The shelf life of a doubles | Columnist


I’ve been trying to work out the logic behind the police crackdown on the sale of packaged meals, specifically doubles, last week. I know it has been somewhat resolved with apologies and so on, but I think there is something to be learnt from these episodes.

Things like this can happen when people don’t fully grasp the thinking behind the rules or policies in a situation. If we break it down, we might have a clearer idea of how the rules themselves may have missed the point. We might even see that wrapped inside these little gambits for survival are seeds for a new way of doing things.

The primary purpose of changes to the Public Health Ordinance is to avoid the spread of Covid-19 by minimising physical contact among people. Thus, the restrictions on gatherings in places like restaurants, bars and cinemas. Exemptions have been made so that groceries and marketplaces and related types of outlets can continue to operate once they observe certain guidelines.

We know that whatever laws are put in place, there will be those who will disregard them; those who will only abide by them because of the risk of penalties. There will always be people who will miss the point; people whose circumstances will make it practically impossible for them to comply, and those who just don’t give a damn.

It’s a fact of life, it is not culturally peculiar to Trinidad and Tobago.

Given the relatively unscathed state of the country through the relentless swathe still being cut by the pandemic globally, it is likely that there will soon be an easing of some of the restrictions.

I bet a significant proportion of the population will continue to observe the guidelines for self-care, regardless of the lockdown let-up. I bet there will be just as significant a number throwing off the perceived shackles and rushing to partake of the pleasures they have been deprived of for the past couple of months.

It is that aspect of human nature that was so eloquently expressed by the Prime Minister when he said that, “A state of emergency will not make you wash your hands.” You will either do or you won’t.

But to go back to the police objecting to the sale of packaged doubles at an establishment that was permitted to be open.

The Express report said the police told the manager that “the prepared meals, including their hot meals made in-house, were similar to what a restaurant would do and restaurant-type food was not permitted due to the current Covid-19 regulations.”

The Commissioner of Police quickly intervened and referred them to the relevant aspect of the Public Health Ordinance, which the Express cited at Regulation 10: “Street vending of food and beverages and all retail food services (including restaurants in-house dining, delivery and take-away servi­ces), except discount stores, markets, supermarkets, fruit stalls or shops, vegetable stalls or shops, bakeries and ‘parlours,’ for the provision of food or other necessities of life, shall be closed for operation during the period set out.”

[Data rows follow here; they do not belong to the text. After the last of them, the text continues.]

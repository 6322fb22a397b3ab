//! Test infrastructure for the request path.
//!
//! | Module | Covers |
//! |--------|--------|
//! | `forwarding` | translate-then-forward, error relay, property decoding |
//! | `completion` | exactly-once completion and abandoned requests |

pub mod mocks;

pub use mocks::{MockPidMapper, MockRealtimeKit, RtkitCall};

Now, had the officers assimila­ted the purpose of the regulations, they would have been able to assess the situation and conclude that if a supermarket can carry packaged food and you can go in and buy it as long as you are observing health guidelines, then anywhere that is still authorised to open should be allowed to do the same (once they have the requisite operating licences). I am not clear about what hot meals were being prepared in-house, and maybe the gathering of cooks was the issue, but it struck me that the issue of cracking down on “restaurant-type” meals could use some rethinking.

The suspension of a broad base of economic activity has thrown a lot of people into very grim situations. Even with an easing of restrictions, it is going to be a long, hobbled crawl to any semblance of stability.

Instead of criminalising those who are finding ways to earn a dollar, this is a good time to examine ways to ease back into the reopening of society and to look at some of the strategies of the underground to see how they could help us walk the next critical steps.

Why not look at the prospect of partnerships such as this one, formed by the doubles-maker and the service station, and replicate them across the country? Why not allow the people who have traditionally provided our popular, road-side fare to package and sell their victuals from the shelves of supermarkets and bakeries and the like?

It might seem frivolous to equate the deprivation of one’s favourite foods with mental well-being, but under the circumstances, it is difficult for people to cope with their loss of routine, and even if they will not have the social activity of convening for doubles, or gyros, or burgers or whatever, it might ease some of the pressure if they can still feast on the food. It will also provide a partial way to help people earn some income during the transition, and by putting it on shelves that are already accessible, it should not increase the risk of careless gatherings.

It might be worth considering, even if you still can’t make them wash their hands.